TMP_DIR=$(mktemp -d -t git_split)
REPO_BASE=$TMP_DIR/repo_base;
REPO_TMP=$TMP_DIR/repo_tmp;
echo $TMP_DIR
echo ""
if [ ! -e "/web/ui-$TARGET_GROUP" ]
then
gg-gerrit-create-repo -n "ui-$TARGET_GROUP" -d "Contains UI modules for the $TARGET_GROUP module group."
cd /web
git clone $OUTPUT_REPO
fi
# function to cleanup with a message.
function cleanup() {
rm -rf $TMP_DIR
}
# cleans up when ctrl-c is pressed
function control_c {
cleanup
}
cleanup
# handle kill signals
trap control_c SIGINT
# check if help was requested
if [ $(echo " $*" | grep -ciE " [-]+(h|help)") -gt 0 ]
then
cleanup
exit
fi
if [[ -z "$SRC_REPO" ]] || [[ -z "$SRC_DIR" ]] || [[ -z "$OUTPUT_REPO" ]]; then
exit
fi
# clone the repo
git clone $SRC_REPO $REPO_BASE;
# if the clone was not successful, then exit.
if [ $? -ne 0 ]
then
cleanup
echo "Clone failed to run."
exit 1
fi
# if the source dir doesn't exist then exit
if [ ! -e "$REPO_BASE/$SRC_DIR" -o ! -d "$REPO_BASE/$SRC_DIR" ]
then
cleanup
echo "$REPO_BASE/$SRC_DIR doesn't exist or is not a directory."
exit 1
fi
cd $REPO_BASE
git fetch --all
git checkout $SRC_BRANCH
git branch
# turn this repo into just the changes for the oldPath
git filter-branch --prune-empty --subdirectory-filter $SRC_DIR $SRC_BRANCH
# push those changes to the new repo
git push $OUTPUT_REPO $SRC_BRANCH
# move to the target repo and move things around
cd "/web/ui-$TARGET_GROUP"
git reset --hard origin && git pull
git checkout $SRC_BRANCH
mkdir -p $SRC_DIR
git mv -k * $SRC_DIR
git add .
git commit -m "DATA-1276: moved $TARGET_GROUP module group to repo and into $SRC_DIR."
git push origin $SRC_BRANCH
git checkout master
git merge $SRC_BRANCH --no-edit
git push origin master
cp /web/ui-tracking/.gitignore "/web/ui-$TARGET_GROUP"
cp -r /web/ui-tracking/config "/web/ui-$TARGET_GROUP"
echo "# ui-$TARGET_GROUP
The ui-$TARGET_GROUP repo contains ui modules for the \"$TARGET_GROUP\" group.
This group formally resided in ui-commons.
## Tooling
This repository makes use of [swig](https://github.com/gilt/gilt-swig) for building,
publishing, linting, etc.

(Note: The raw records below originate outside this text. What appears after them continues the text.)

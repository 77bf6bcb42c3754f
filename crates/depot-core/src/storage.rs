//! Storages and items: the user's catalogue of office furniture and
//! equipment.
//!
//! Both families share one shape. [`Storage`] and [`Item`] are generic over a
//! [`Category`], and the category type decides which collection and which
//! persisted key a value belongs to.

use std::{fmt::Debug, hash::Hash};

use chrono::{DateTime, Duration, Utc};
use serde::{Deserialize, Serialize, de::DeserializeOwned};
use strum::{EnumIter, EnumString, IntoEnumIterator};
use uuid::Uuid;

use crate::{Error, Result, kv::keys};

// ─── Families ────────────────────────────────────────────────────────────────

/// The two parallel collection families.
#[derive(
  Debug, Clone, Copy, PartialEq, Eq, Hash, Serialize, Deserialize, EnumString,
)]
#[serde(rename_all = "lowercase")]
#[strum(serialize_all = "lowercase", ascii_case_insensitive)]
pub enum Family {
  Furniture,
  Equipment,
}

// ─── Condition ───────────────────────────────────────────────────────────────

#[derive(
  Debug,
  Clone,
  Copy,
  PartialEq,
  Eq,
  Hash,
  Default,
  Serialize,
  Deserialize,
  EnumIter,
  EnumString,
)]
#[strum(serialize_all = "kebab-case", ascii_case_insensitive)]
pub enum Condition {
  #[default]
  #[serde(rename = "New")]
  New,
  #[serde(rename = "Used")]
  Used,
  #[serde(rename = "Needs Repair")]
  NeedsRepair,
}

impl Condition {
  pub fn display_name(self) -> &'static str {
    match self {
      Self::New => "New",
      Self::Used => "Used",
      Self::NeedsRepair => "Needs Repair",
    }
  }
}

// ─── Categories ──────────────────────────────────────────────────────────────

/// Both collections, held side by side.
#[derive(Debug, Clone, Default, PartialEq)]
pub struct Shelves {
  pub furniture: Vec<FurnitureStorage>,
  pub equipment: Vec<EquipmentStorage>,
}

impl Shelves {
  pub fn storage_count(&self) -> usize {
    self.furniture.len() + self.equipment.len()
  }
}

/// A family-specific closed set of item categories.
///
/// Implementors route generic storage operations to their own collection in
/// [`Shelves`] and name the key their collection is persisted under.
pub trait Category:
  Copy
  + Eq
  + Hash
  + Debug
  + Serialize
  + DeserializeOwned
  + IntoEnumIterator
  + Send
  + Sync
  + 'static
{
  const FAMILY: Family;

  /// Preference key holding the serialised collection for this family.
  const STORAGE_KEY: &'static str;

  fn display_name(self) -> &'static str;

  fn emoji(self) -> &'static str;

  fn shelf(shelves: &Shelves) -> &[Storage<Self>];

  fn shelf_mut(shelves: &mut Shelves) -> &mut Vec<Storage<Self>>;
}

#[derive(
  Debug,
  Clone,
  Copy,
  PartialEq,
  Eq,
  Hash,
  Serialize,
  Deserialize,
  EnumIter,
  EnumString,
)]
#[strum(serialize_all = "kebab-case", ascii_case_insensitive)]
pub enum FurnitureCategory {
  #[serde(rename = "Chairs")]
  Chairs,
  #[serde(rename = "Desks")]
  Desks,
  #[serde(rename = "Storage")]
  Storage,
  #[serde(rename = "Tables")]
  Tables,
  #[serde(rename = "Other")]
  Other,
}

impl Category for FurnitureCategory {
  const FAMILY: Family = Family::Furniture;
  const STORAGE_KEY: &'static str = keys::FURNITURE_STORAGE;

  fn display_name(self) -> &'static str {
    match self {
      Self::Chairs => "Chairs",
      Self::Desks => "Desks",
      Self::Storage => "Storage",
      Self::Tables => "Tables",
      Self::Other => "Other",
    }
  }

  fn emoji(self) -> &'static str {
    match self {
      Self::Chairs => "🪑",
      Self::Desks => "🪚",
      Self::Storage => "🗄️",
      Self::Tables => "🪞",
      Self::Other => "📦",
    }
  }

  fn shelf(shelves: &Shelves) -> &[Storage<Self>] { &shelves.furniture }

  fn shelf_mut(shelves: &mut Shelves) -> &mut Vec<Storage<Self>> {
    &mut shelves.furniture
  }
}

#[derive(
  Debug,
  Clone,
  Copy,
  PartialEq,
  Eq,
  Hash,
  Serialize,
  Deserialize,
  EnumIter,
  EnumString,
)]
#[strum(serialize_all = "kebab-case", ascii_case_insensitive)]
pub enum EquipmentCategory {
  #[serde(rename = "Computers")]
  Computers,
  #[serde(rename = "Electronics")]
  Electronics,
  #[serde(rename = "Office Supplies")]
  OfficeSupplies,
  #[serde(rename = "Equipment")]
  Equipment,
  #[serde(rename = "Other")]
  Other,
}

impl Category for EquipmentCategory {
  const FAMILY: Family = Family::Equipment;
  const STORAGE_KEY: &'static str = keys::EQUIPMENT_STORAGE;

  fn display_name(self) -> &'static str {
    match self {
      Self::Computers => "Computers",
      Self::Electronics => "Electronics",
      Self::OfficeSupplies => "Office Supplies",
      Self::Equipment => "Equipment",
      Self::Other => "Other",
    }
  }

  fn emoji(self) -> &'static str {
    match self {
      Self::Computers => "💻",
      Self::Electronics => "📱",
      Self::OfficeSupplies => "📋",
      Self::Equipment => "⚙️",
      Self::Other => "📦",
    }
  }

  fn shelf(shelves: &Shelves) -> &[Storage<Self>] { &shelves.equipment }

  fn shelf_mut(shelves: &mut Shelves) -> &mut Vec<Storage<Self>> {
    &mut shelves.equipment
  }
}

// ─── Item ────────────────────────────────────────────────────────────────────

/// A single catalogue entry, owned by exactly one [`Storage`].
#[derive(Debug, Clone, PartialEq, Serialize, Deserialize)]
pub struct Item<C> {
  pub id:         Uuid,
  pub name:       String,
  #[serde(default)]
  pub model:      Option<String>,
  pub emoji:      String,
  pub category:   C,
  pub condition:  Condition,
  /// Expected to be at least 1; not enforced.
  pub quantity:   i64,
  /// Unit value. Expected to be non-negative; not enforced.
  pub value:      f64,
  #[serde(default)]
  pub notes:      String,
  pub created_at: DateTime<Utc>,
  pub updated_at: DateTime<Utc>,
}

impl<C: Category> Item<C> {
  /// A new item with quantity 1, zero value, condition `New` and the
  /// category's emoji.
  pub fn new(name: impl Into<String>, category: C) -> Self {
    let now = Utc::now();
    Self {
      id: Uuid::new_v4(),
      name: name.into(),
      model: None,
      emoji: category.emoji().to_owned(),
      category,
      condition: Condition::default(),
      quantity: 1,
      value: 0.0,
      notes: String::new(),
      created_at: now,
      updated_at: now,
    }
  }

  pub fn with_model(mut self, model: impl Into<String>) -> Self {
    self.model = Some(model.into());
    self
  }

  pub fn with_condition(mut self, condition: Condition) -> Self {
    self.condition = condition;
    self
  }

  pub fn with_quantity(mut self, quantity: i64) -> Self {
    self.quantity = quantity;
    self
  }

  pub fn with_value(mut self, value: f64) -> Self {
    self.value = value;
    self
  }

  pub fn with_notes(mut self, notes: impl Into<String>) -> Self {
    self.notes = notes.into();
    self
  }

  pub fn with_emoji(mut self, emoji: impl Into<String>) -> Self {
    self.emoji = emoji.into();
    self
  }

  /// `value × quantity`.
  pub fn total_value(&self) -> f64 { self.value * self.quantity as f64 }
}

// ─── Storage ─────────────────────────────────────────────────────────────────

/// A user-named collection of items of one family.
///
/// `id` never changes after creation. `updated_at` strictly advances on every
/// item mutation.
#[derive(Debug, Clone, PartialEq, Serialize, Deserialize)]
pub struct Storage<C> {
  pub id:          Uuid,
  pub name:        String,
  pub location:    String,
  #[serde(default)]
  pub description: String,
  #[serde(default = "Vec::new")]
  pub items:       Vec<Item<C>>,
  pub created_at:  DateTime<Utc>,
  pub updated_at:  DateTime<Utc>,
}

pub type FurnitureStorage = Storage<FurnitureCategory>;
pub type EquipmentStorage = Storage<EquipmentCategory>;
pub type FurnitureItem = Item<FurnitureCategory>;
pub type EquipmentItem = Item<EquipmentCategory>;

impl<C: Category> Storage<C> {
  pub fn new(
    name: impl Into<String>,
    location: impl Into<String>,
    description: impl Into<String>,
  ) -> Self {
    let now = Utc::now();
    Self {
      id: Uuid::new_v4(),
      name: name.into(),
      location: location.into(),
      description: description.into(),
      items: Vec::new(),
      created_at: now,
      updated_at: now,
    }
  }

  pub fn item(&self, item_id: Uuid) -> Option<&Item<C>> {
    self.items.iter().find(|i| i.id == item_id)
  }

  pub fn add_item(&mut self, item: Item<C>) {
    self.items.push(item);
    self.touch();
  }

  /// Remove an item. Returns `false` (and leaves `updated_at` alone) if the
  /// item was not present.
  pub fn remove_item(&mut self, item_id: Uuid) -> bool {
    let before = self.items.len();
    self.items.retain(|i| i.id != item_id);
    let removed = self.items.len() != before;
    if removed {
      self.touch();
    }
    removed
  }

  /// Replace the item with the same id.
  pub fn update_item(&mut self, mut item: Item<C>) -> Result<()> {
    let storage = self.id;
    let slot = self
      .items
      .iter_mut()
      .find(|i| i.id == item.id)
      .ok_or(Error::ItemNotFound { storage, item: item.id })?;
    item.created_at = slot.created_at;
    item.updated_at = Utc::now();
    *slot = item;
    self.touch();
    Ok(())
  }

  /// Sum of item quantities.
  pub fn total_quantity(&self) -> i64 {
    self.items.iter().map(|i| i.quantity).sum()
  }

  /// Sum of `value × quantity` over all items.
  pub fn total_value(&self) -> f64 {
    self.items.iter().map(Item::total_value).sum()
  }

  fn touch(&mut self) {
    let now = Utc::now();
    self.updated_at = if now > self.updated_at {
      now
    } else {
      self.updated_at + Duration::nanoseconds(1)
    };
  }
}

#[cfg(test)]
mod tests {
  use super::*;

  #[test]
  fn new_item_takes_category_emoji_and_defaults() {
    let item = Item::new("Aeron", FurnitureCategory::Chairs);
    assert_eq!(item.emoji, "🪑");
    assert_eq!(item.quantity, 1);
    assert_eq!(item.condition, Condition::New);
    assert!(item.model.is_none());
  }

  #[test]
  fn item_mutations_advance_updated_at() {
    let mut storage = FurnitureStorage::new("Conference Room A", "3rd Floor", "");
    let first = storage.updated_at;

    let item = Item::new("Chair", FurnitureCategory::Chairs);
    let item_id = item.id;
    storage.add_item(item);
    let after_add = storage.updated_at;
    assert!(after_add > first);

    let changed = storage.item(item_id).unwrap().clone().with_quantity(4);
    storage.update_item(changed).unwrap();
    assert!(storage.updated_at > after_add);
    assert_eq!(storage.item(item_id).unwrap().quantity, 4);

    let after_update = storage.updated_at;
    assert!(storage.remove_item(item_id));
    assert!(storage.updated_at > after_update);
  }

  #[test]
  fn removing_missing_item_is_a_no_op() {
    let mut storage = EquipmentStorage::new("IT closet", "Basement", "");
    let before = storage.updated_at;
    assert!(!storage.remove_item(Uuid::new_v4()));
    assert_eq!(storage.updated_at, before);
  }

  #[test]
  fn update_missing_item_is_reported() {
    let mut storage = EquipmentStorage::new("IT closet", "Basement", "");
    let stray = Item::new("Laptop", EquipmentCategory::Computers);
    let err = storage.update_item(stray).unwrap_err();
    assert!(err.is_not_found());
    assert!(storage.items.is_empty());
  }

  #[test]
  fn totals_weight_value_by_quantity() {
    let mut storage = EquipmentStorage::new("IT closet", "Basement", "");
    storage.add_item(
      Item::new("Monitor", EquipmentCategory::Electronics)
        .with_quantity(3)
        .with_value(150.0),
    );
    storage.add_item(
      Item::new("Laptop", EquipmentCategory::Computers).with_value(1200.0),
    );
    assert_eq!(storage.total_quantity(), 4);
    assert_eq!(storage.total_value(), 1650.0);
  }

  #[test]
  fn categories_serialise_by_display_name() {
    let json = serde_json::to_string(&EquipmentCategory::OfficeSupplies).unwrap();
    assert_eq!(json, "\"Office Supplies\"");
    let json = serde_json::to_string(&Condition::NeedsRepair).unwrap();
    assert_eq!(json, "\"Needs Repair\"");
    let parsed: EquipmentCategory = "office-supplies".parse().unwrap();
    assert_eq!(parsed, EquipmentCategory::OfficeSupplies);
  }
}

Swig must be initialized in this directory, as it is not
part of the repository. To initialize and get started using swig, open a terminal
and run the following commands:
\`\`\`
npm install @gilt-tech/swig -g
swig init
\`\`\`
To see a list of swig commands and usage info:
\`\`\`
swig
\`\`\`
## Owner
The code ownership is shared; the point of a separate repo is so that people
who are not front-end engineers can review code easily and see changes when
they are made.
" >> test.md
git add .
git commit -m "DATA-1276: adding metadata to ui-$TARGET_GROUP"
git push origin master
# cleanup temp files before exit
cleanup
That makes sense. I hadn't considered moving files after filter was ran. Are you submitting this code for inclusion or working on a pull request?
I wasn't planning on developing a PR, just dropping that code here so anyone else with the same needs could use or analyze it. Our needs for this have passed (we had to split a single repo into about 20) and the likelihood of that being a need anytime soon is very small. If you'd like to derive code from it for git_split, please do!
Great! Thanks. I'll leave this issue open for anybody who wants to stumble on it and +1 if this is a feature they'd like to have added.
Would like to see this feature. oth it might be complicated on multiple runs in case of multiple branches.